■ Work to be completed ■
In the data below, how many lines include the word "StatusWriteFailed"? Give only the number.

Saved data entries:

※ ※ ※

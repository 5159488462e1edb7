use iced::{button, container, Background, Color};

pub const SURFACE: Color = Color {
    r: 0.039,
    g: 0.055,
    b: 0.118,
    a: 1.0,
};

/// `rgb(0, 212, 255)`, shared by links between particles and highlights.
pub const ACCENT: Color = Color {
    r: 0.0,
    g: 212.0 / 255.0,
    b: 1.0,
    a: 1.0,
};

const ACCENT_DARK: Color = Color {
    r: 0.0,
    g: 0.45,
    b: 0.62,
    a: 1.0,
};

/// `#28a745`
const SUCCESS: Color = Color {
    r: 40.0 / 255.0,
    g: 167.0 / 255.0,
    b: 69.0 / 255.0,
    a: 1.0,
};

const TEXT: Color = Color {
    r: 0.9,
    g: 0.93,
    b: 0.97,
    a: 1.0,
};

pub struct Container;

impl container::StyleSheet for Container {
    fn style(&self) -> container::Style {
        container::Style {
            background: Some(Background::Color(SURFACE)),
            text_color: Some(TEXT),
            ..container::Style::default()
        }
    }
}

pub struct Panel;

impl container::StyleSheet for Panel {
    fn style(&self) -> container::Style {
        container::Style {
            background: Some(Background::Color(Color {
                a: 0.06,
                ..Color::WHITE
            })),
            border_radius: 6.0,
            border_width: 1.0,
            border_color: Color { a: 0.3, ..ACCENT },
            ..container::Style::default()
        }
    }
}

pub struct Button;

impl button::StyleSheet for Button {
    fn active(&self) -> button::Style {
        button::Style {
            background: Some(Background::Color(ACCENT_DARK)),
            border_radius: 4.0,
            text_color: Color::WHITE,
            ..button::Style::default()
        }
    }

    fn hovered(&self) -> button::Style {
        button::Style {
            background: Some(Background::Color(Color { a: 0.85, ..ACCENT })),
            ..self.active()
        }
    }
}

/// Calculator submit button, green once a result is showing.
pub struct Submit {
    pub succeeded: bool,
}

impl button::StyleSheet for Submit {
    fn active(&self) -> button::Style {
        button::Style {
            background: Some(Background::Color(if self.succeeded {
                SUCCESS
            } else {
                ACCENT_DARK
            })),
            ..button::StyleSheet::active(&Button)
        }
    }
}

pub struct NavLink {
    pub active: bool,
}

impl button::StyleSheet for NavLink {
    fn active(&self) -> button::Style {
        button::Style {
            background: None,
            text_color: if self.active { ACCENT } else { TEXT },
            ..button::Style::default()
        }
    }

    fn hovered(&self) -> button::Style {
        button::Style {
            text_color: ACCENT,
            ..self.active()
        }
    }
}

※ ※ ※

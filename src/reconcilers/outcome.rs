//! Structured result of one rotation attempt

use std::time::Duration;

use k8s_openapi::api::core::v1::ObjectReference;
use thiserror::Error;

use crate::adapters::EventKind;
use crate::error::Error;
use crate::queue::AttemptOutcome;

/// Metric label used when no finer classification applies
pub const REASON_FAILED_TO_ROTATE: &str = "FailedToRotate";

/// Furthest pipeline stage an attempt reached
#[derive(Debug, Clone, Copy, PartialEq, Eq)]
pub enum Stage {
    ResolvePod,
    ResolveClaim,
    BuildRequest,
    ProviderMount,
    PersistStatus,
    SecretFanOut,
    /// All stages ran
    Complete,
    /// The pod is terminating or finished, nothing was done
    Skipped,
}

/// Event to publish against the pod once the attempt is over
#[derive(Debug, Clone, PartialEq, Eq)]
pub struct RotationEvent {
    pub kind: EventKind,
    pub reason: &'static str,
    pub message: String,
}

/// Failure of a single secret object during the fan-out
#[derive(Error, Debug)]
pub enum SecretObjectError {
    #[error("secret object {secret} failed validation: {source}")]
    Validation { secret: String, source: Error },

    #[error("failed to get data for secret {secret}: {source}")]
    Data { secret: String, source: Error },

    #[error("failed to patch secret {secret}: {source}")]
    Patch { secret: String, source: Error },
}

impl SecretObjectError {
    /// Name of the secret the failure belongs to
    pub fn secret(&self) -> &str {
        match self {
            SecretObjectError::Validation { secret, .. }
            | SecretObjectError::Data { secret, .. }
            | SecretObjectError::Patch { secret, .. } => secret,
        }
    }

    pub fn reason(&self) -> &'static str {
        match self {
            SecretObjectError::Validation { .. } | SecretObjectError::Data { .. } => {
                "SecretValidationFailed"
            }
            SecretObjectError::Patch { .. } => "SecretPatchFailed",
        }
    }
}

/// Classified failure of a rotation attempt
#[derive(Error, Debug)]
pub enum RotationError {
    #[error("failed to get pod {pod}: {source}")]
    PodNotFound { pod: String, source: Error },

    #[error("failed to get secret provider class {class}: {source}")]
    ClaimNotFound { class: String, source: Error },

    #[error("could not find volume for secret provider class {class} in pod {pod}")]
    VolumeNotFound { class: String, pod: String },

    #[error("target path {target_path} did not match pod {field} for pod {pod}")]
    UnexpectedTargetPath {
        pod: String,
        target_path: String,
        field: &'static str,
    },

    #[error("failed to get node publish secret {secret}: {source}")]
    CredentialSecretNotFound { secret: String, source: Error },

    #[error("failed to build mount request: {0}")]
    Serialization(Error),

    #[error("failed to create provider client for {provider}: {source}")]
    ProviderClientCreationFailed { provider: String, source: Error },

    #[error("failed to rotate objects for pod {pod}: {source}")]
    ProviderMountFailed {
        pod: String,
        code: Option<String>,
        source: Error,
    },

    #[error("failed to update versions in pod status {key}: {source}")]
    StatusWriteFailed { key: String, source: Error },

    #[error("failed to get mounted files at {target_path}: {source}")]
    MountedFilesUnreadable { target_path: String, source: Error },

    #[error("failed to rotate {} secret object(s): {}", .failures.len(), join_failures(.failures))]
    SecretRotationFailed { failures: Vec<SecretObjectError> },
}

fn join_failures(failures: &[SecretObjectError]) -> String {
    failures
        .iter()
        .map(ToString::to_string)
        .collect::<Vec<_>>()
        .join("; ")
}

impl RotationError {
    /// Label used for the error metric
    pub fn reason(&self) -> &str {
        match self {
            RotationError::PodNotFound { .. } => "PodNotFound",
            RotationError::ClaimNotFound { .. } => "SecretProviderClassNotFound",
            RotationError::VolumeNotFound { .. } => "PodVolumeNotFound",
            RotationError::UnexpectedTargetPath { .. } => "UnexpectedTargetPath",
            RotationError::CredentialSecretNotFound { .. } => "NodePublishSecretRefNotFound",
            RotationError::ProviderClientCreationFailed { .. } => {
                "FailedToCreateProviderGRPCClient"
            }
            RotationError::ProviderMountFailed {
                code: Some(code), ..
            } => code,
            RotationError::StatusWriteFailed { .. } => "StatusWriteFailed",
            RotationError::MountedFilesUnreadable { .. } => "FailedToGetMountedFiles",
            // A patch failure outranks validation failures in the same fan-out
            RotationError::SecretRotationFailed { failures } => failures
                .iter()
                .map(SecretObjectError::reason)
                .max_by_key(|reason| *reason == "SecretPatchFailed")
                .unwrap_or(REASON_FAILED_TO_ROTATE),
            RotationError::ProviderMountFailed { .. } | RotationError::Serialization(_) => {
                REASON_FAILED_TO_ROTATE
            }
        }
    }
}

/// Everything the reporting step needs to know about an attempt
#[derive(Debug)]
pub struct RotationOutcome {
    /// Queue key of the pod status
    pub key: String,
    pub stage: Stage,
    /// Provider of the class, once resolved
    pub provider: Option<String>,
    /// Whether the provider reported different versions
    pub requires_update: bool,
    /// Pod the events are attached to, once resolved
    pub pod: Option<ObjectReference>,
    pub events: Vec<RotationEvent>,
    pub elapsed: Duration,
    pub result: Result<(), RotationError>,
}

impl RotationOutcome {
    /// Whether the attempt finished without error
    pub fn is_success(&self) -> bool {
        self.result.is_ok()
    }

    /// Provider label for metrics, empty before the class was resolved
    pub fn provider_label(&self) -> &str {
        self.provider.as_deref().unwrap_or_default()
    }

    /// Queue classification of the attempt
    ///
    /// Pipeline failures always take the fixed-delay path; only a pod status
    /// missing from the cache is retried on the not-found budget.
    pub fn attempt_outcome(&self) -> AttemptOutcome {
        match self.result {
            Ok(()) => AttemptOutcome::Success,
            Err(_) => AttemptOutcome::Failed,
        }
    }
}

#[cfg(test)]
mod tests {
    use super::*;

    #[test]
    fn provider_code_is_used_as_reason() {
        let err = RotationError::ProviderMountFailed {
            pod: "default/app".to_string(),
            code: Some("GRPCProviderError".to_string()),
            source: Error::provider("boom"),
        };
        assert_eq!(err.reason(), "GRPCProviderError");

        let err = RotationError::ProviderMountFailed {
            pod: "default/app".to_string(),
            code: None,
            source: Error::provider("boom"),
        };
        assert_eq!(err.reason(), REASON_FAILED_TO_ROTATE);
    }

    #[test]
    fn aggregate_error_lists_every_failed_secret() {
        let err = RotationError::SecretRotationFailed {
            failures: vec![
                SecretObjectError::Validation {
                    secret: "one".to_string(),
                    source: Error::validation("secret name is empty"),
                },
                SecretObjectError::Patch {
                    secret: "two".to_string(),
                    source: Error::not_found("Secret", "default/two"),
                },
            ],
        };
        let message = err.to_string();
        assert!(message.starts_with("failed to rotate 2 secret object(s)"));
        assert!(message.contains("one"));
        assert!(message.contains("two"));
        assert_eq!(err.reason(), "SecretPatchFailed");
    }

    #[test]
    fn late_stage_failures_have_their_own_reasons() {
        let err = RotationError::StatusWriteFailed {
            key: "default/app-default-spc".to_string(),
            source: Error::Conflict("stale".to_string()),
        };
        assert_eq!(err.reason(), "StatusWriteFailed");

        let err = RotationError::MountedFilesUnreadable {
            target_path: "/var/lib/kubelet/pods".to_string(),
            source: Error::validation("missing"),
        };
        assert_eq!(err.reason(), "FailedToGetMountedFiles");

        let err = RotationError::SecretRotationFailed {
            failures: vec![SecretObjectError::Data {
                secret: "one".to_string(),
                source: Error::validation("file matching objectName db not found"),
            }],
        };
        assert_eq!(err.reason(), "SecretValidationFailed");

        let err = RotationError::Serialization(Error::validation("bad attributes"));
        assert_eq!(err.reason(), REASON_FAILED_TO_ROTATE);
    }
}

※ ※ ※

■ Task result ■
4